Я поперхнулся шампанским и принялся откашливаться. Елена постучала меня ладошкой между лопаток.

- Кх-х-х… какой экзамен?

- А то ты не догадываешься, милый! В приключенческих романах это называют «проверка кровью».

И тут до меня дошло – увы, с опозданием.

- Так те двое в переулке – подстава? Но ведь убил я их взхаправду, насмерть…

…Тьфу, что за детский лепет, самому противно! А вы попробуйте оказаться на моём месте – небось, не так ещё запоёте…

- Не подстава, а проверка. – строго сказала психологиня, и я вдруг осознал, что вот сейчас совершенно не воспринимаю её обнажённого, разгорячённого моими ласками тела. – Надо же было проверить, чего ты стоишь в настоящем деле? И не сверкай на меня глазами! Это не моя идея, порядок такой для старших боевых групп.

- Я и не сверка… стоп, каких ещё старших? Какие боевые группы?

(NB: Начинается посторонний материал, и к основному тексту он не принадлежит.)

pub mod presets_menu;
pub mod save_preset;

pub use presets_menu::TerminalMenuHost;
pub use save_preset::{run_save_preset_dialog, TerminalPresetDialog};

Нет, эта женщина – настоящая фея, русалка, лесная колдунья… или просто превосходный профессионал своего дела? Стоило ей откинуться на подушку, и завести немыслимо изящную руку за голову, как я ощутил, что меня стремительно перестают интересовать и оставшиеся в переулке трупы, и её многозначительные оговорки. И даже ГПУшное начальство, затеявшее неведомо зачем этот дикий экзамен.

…который, я, впрочем, сдал, судя по всему, успешно. Что ж, уже хорошо…

- Ты, кажется, говорил, что у тебя остались ещё силы? – промурлыкала она. Ничего подобного я не говорил, но торопливо закивал и положил ладонь на розовое, с коричневым острым соском, полушарие. Плоть ниже пояса мгновенно вздыбилась, отреагировав на это прикосновение – и на то, как женщина подалась навстречу моей руке.

- Обещаю, всё тебе расскажу… чуть позже ладно? А сейчас – не заставляй больше меня ждать!

[1] Хилять (воровск.) – идти.

[2] Бобёр(воровск.) - богато, хорошо одетый человек.

[3] Расковать (воровск.) – раздеть.

[4] Расписарить афишу (воровск.) – порезать лицо.